In der DDR bis 1957 wieder hergerichtet, wurde das jetzt Admiral Nachimow benannte Schiff im Schwarzen Meer eingesetzt. Am 31. August 1986 kollidierte das Schiff vor dem Hafen von Noworossijsk im Schwarzen Meer mit einem Frachtschiff und sank innerhalb weniger Minuten, wobei 423 von 1.234 Personen an Bord ums Leben kamen. Dies war das schwerste Schiffsunglück auf dem Schwarzen Meer in Friedenszeiten.
Das Schiff war benannt nach dem russischen Marineoffizier Pawel Stepanowitsch Nachimow.
Geschichte
Das Schiff wurde 1924/1925 auf der Bremer Vulkanwerft gebaut. Schon während des Baus versuchte der Norddeutsche Lloyd erfolglos, das Schiff an die konkurrierende Hamburg-Amerikanische Packetfahrt-Actien-Gesellschaft (HAPAG) weiterzuverkaufen, da man Überkapazitäten durch geringe Auslastung im Südamerikaverkehr hatte.[1] So kam die Berlin am 26. September 1925 für den Norddeutschen Lloyd im Liniendienst auf der Route zwischen Bremen, Southampton, Cherbourg und New York in Dienst. Eingesetzt wurde sie anfangs neben der Columbus, den kleineren Nachkriegsbauten München, Stuttgart und Sierra Ventana sowie den Vorkriegsbauten Bremen, Lützow und Yorck. Der geplante Bau eines Schwesterschiffes unterblieb, da die Reederei günstig die von ihr ursprünglich bestellte Ormuz ankaufen konnte und als Dresden in Fahrt brachte. Die Auslastung der vorhandenen Schiffe im Liniendienst war unbefriedigend, so dass Kreuzfahrten zusätzlich angeboten wurden. Die Berlin führte ihre erste Kreuzfahrt von Bremerhaven am 4. Januar 1928 über Südirland nach Madeira und zu den Kanaren durch. Eine im gleichen Jahr angebotene vierwöchige Polarfahrt fiel allerdings aus.[2]

Einer ihrer bekanntesten Kapitäne war 1927 Leopold Ziegenbein,[3] der 1929 mit der Bremen das Blaue Band gewann.

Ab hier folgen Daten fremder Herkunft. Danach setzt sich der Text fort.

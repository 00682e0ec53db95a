//! jsonish: a small JSON value model with a permissive parser.
//!
//! jsonish reads JSON plus one convenience for hand-written files: object
//! keys may be written without quotes. It has no exponents, no negative
//! numbers and no `\u` escapes, and by default it stops reading after the
//! first complete value.
//!
//! # Pipeline
//!
//! 1. **Cursor**: decodes the source into Unicode scalar values and tracks a
//!    single lookahead position.
//!
//! 2. **Parser**: recursive descent over the cursor, one function per
//!    production, producing a [`Value`].
//!
//! 3. **Encoder**: renders a [`Value`] back to compact or indented text that
//!    the parser reads back to an equal value.

mod cursor;
mod encode;
mod error;
mod file;
mod parser;
mod value;

pub use encode::{encode, pretty, pretty_print, serialize, Format, DEFAULT_INDENT};
pub use error::{Error, ParseError, Result, DEFAULT_MAX_DEPTH};
pub use file::{parse_file, parse_file_with_options, write_file};
pub use parser::ParseOptions;
pub use value::{Value, ValueIndex};

/// Parse a jsonish document from a string.
///
/// Bare object keys are accepted and anything after the first complete
/// value is ignored.
///
/// # Example
///
/// ```
/// use libjsonish::parse;
///
/// let value = parse("{answer: 42}").unwrap();
/// assert_eq!(value.get("answer").and_then(|v| v.as_integer()), Some(42));
/// ```
pub fn parse(input: &str) -> Result<Value> {
    parse_with_options(input, &ParseOptions::default())
}

/// Parse strict JSON (within the same number and escape grammar): keys must
/// be quoted and only whitespace may follow the value.
pub fn parse_strict(input: &str) -> Result<Value> {
    parse_with_options(input, &ParseOptions::new().strict(true))
}

/// Parse a jsonish document with explicit options.
pub fn parse_with_options(input: &str, options: &ParseOptions) -> Result<Value> {
    let ctx = options.context();
    let mut cursor = cursor::Cursor::new(input, &ctx);
    parser::parse_root(&mut cursor)
}
//! Scalar cursor
//!
//! The parser reads its input one Unicode scalar value at a time through a
//! `Cursor`. The cursor owns the decoded scalars and a single lookahead
//! position; running past the end yields `None` rather than a sentinel
//! character.

use crate::error::{ParseContext, ParseError};

/// Whitespace as C's `isspace` defines it in the "C" locale.
pub fn is_space(c: char) -> bool {
    matches!(c, ' ' | '\t' | '\n' | '\r' | '\x0B' | '\x0C')
}

/// Position over a sequence of Unicode scalar values.
#[derive(Debug, Clone)]
pub struct Cursor<'a> {
    chars: Vec<char>,
    index: usize,
    ctx: &'a ParseContext,
}

impl<'a> Cursor<'a> {
    pub fn new(source: &str, ctx: &'a ParseContext) -> Self {
        Self {
            chars: source.chars().collect(),
            index: 0,
            ctx,
        }
    }

    pub fn ctx(&self) -> &ParseContext {
        self.ctx
    }

    /// Scalar under the cursor.
    pub fn peek(&self) -> Option<char> {
        self.chars.get(self.index).copied()
    }

    /// Scalar `offset` positions past the cursor.
    pub fn peek_at(&self, offset: usize) -> Option<char> {
        self.chars.get(self.index + offset).copied()
    }

    /// Consume and return the scalar under the cursor.
    pub fn bump(&mut self) -> Option<char> {
        let c = self.peek()?;
        self.index += 1;
        Some(c)
    }

    /// Move forward `n` scalars, stopping at the end of input.
    pub fn advance(&mut self, n: usize) {
        self.index = (self.index + n).min(self.chars.len());
    }

    /// Consume `expected` if it is next.
    pub fn eat(&mut self, expected: char) -> bool {
        if self.peek() == Some(expected) {
            self.index += 1;
            true
        } else {
            false
        }
    }

    /// Whether the next scalars spell out `word`.
    pub fn looking_at(&self, word: &str) -> bool {
        word.chars()
            .enumerate()
            .all(|(i, c)| self.peek_at(i) == Some(c))
    }

    pub fn skip_whitespace(&mut self) {
        while self.peek().is_some_and(is_space) {
            self.index += 1;
        }
    }

    pub fn at_end(&self) -> bool {
        self.index >= self.chars.len()
    }

    pub fn index(&self) -> usize {
        self.index
    }

    /// Zero-based line and column of scalar `index`.
    fn line_col(&self, index: usize) -> (usize, usize) {
        let mut line = 0;
        let mut col = 0;
        for &c in &self.chars[..index.min(self.chars.len())] {
            if c == '\n' {
                line += 1;
                col = 0;
            } else {
                col += 1;
            }
        }
        (line, col)
    }

    /// Attach the cursor's current location to `err`.
    pub fn error(&self, err: ParseError) -> ParseError {
        self.error_at(self.index, err)
    }

    /// Attach the location of scalar `index` to `err`.
    pub fn error_at(&self, index: usize, err: ParseError) -> ParseError {
        let (line, col) = self.line_col(index);
        let err = err.with_location(self.ctx, line, col);
        log::trace!("parse failed at scalar {}: {}", index, err);
        err
    }

    /// Error for whatever is under the cursor: the offending scalar, or the
    /// end of input.
    pub fn unexpected(&self) -> ParseError {
        match self.peek() {
            Some(c) => self.error(ParseError::UnexpectedChar(c, String::new())),
            None => self.error(ParseError::UnexpectedEnd(String::new())),
        }
    }
}

#[cfg(test)]
mod tests {
    use super::*;

    #[test]
    fn test_peek_and_bump() {
        let ctx = ParseContext::default();
        let mut cursor = Cursor::new("aé", &ctx);
        assert_eq!(cursor.peek(), Some('a'));
        assert_eq!(cursor.bump(), Some('a'));
        assert_eq!(cursor.bump(), Some('é'));
        assert_eq!(cursor.bump(), None);
        assert!(cursor.at_end());
    }

    #[test]
    fn test_skip_whitespace() {
        let ctx = ParseContext::default();
        let mut cursor = Cursor::new(" \t\r\n\x0B\x0Cx", &ctx);
        cursor.skip_whitespace();
        assert_eq!(cursor.peek(), Some('x'));
        assert_eq!(cursor.index(), 6);
    }

    #[test]
    fn test_looking_at() {
        let ctx = ParseContext::default();
        let cursor = Cursor::new("nul", &ctx);
        assert!(cursor.looking_at("nu"));
        assert!(!cursor.looking_at("null"));
    }

    #[test]
    fn test_advance_clamps() {
        let ctx = ParseContext::default();
        let mut cursor = Cursor::new("ab", &ctx);
        cursor.advance(5);
        assert_eq!(cursor.index(), 2);
        assert_eq!(cursor.peek(), None);
    }

    #[test]
    fn test_line_col() {
        let ctx = ParseContext::default();
        let mut cursor = Cursor::new("[\n  1,\n  x]", &ctx);
        cursor.advance(9);
        assert_eq!(cursor.peek(), Some('x'));
        assert_eq!(cursor.line_col(cursor.index()), (2, 2));
    }

    #[test]
    fn test_unexpected() {
        let ctx = ParseContext::default();
        let mut cursor = Cursor::new("@", &ctx);
        assert_eq!(cursor.unexpected().to_string(), "Unexpected character \"@\" at 1:1");
        cursor.bump();
        assert_eq!(cursor.unexpected().to_string(), "Unexpected end of input at 1:2");
    }
}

Am 13. November 1928 rettete sie 23 Passagiere und Besatzungsmitglieder des am Vortag untergegangenen Passagierschiffes Vestris (10.494 BRT, 1912) der Reederei Lamport & Holt vor der Küste Virginias, dessen Kohlenbunker im Sturm voll Wasser gelaufen waren. Zusammen mit der American Skipper der United States Lines, dem Schlachtschiff USS Wyoming der United States Navy und dem französischen Passagierdampfer Myriam konnten 213 Schiffbrüchige von den 325 Menschen an Bord gerettet werden, 112 kamen ums Leben (67 Passagiere und 45 Besatzungsmitglieder, darunter Kapitän Carey). Keines der 13 Kinder und nur 8 der 33 Frauen an Bord überlebten die Katastrophe.
Schon 1929 erfolgte der erste Umbau der Passagiereinrichtung der Berlin, die weiterhin etwas über 1000 Passagiere befördern konnte. Ein weiterer Umbau 1932 reduzierte die dann auf 879 in drei Klassen (257 Kabinen-, 261 Touristen- und 361 III. Klasse). Das Schiff blieb auf dem Nordatlantik und für Kreuzfahrten im Einsatz, die zum Teil auch von New York nach Westindien führten. Ab Ende 1933 erfolgten ihre Abfahrten im Nordatlantikdienst in der Regel ab Cuxhaven, da das Reich inzwischen die beiden deutschen Grossreedereien zu einem gemeinsamen Dienst gezwungen hatte.[4] 1937 setzte der NDL im Rahmen seines Jubiläums zu einer 18-tägigen Kreuzfahrt nochmals nach Madeira ein, auf der 4.440 sm zurückgelegt wurden.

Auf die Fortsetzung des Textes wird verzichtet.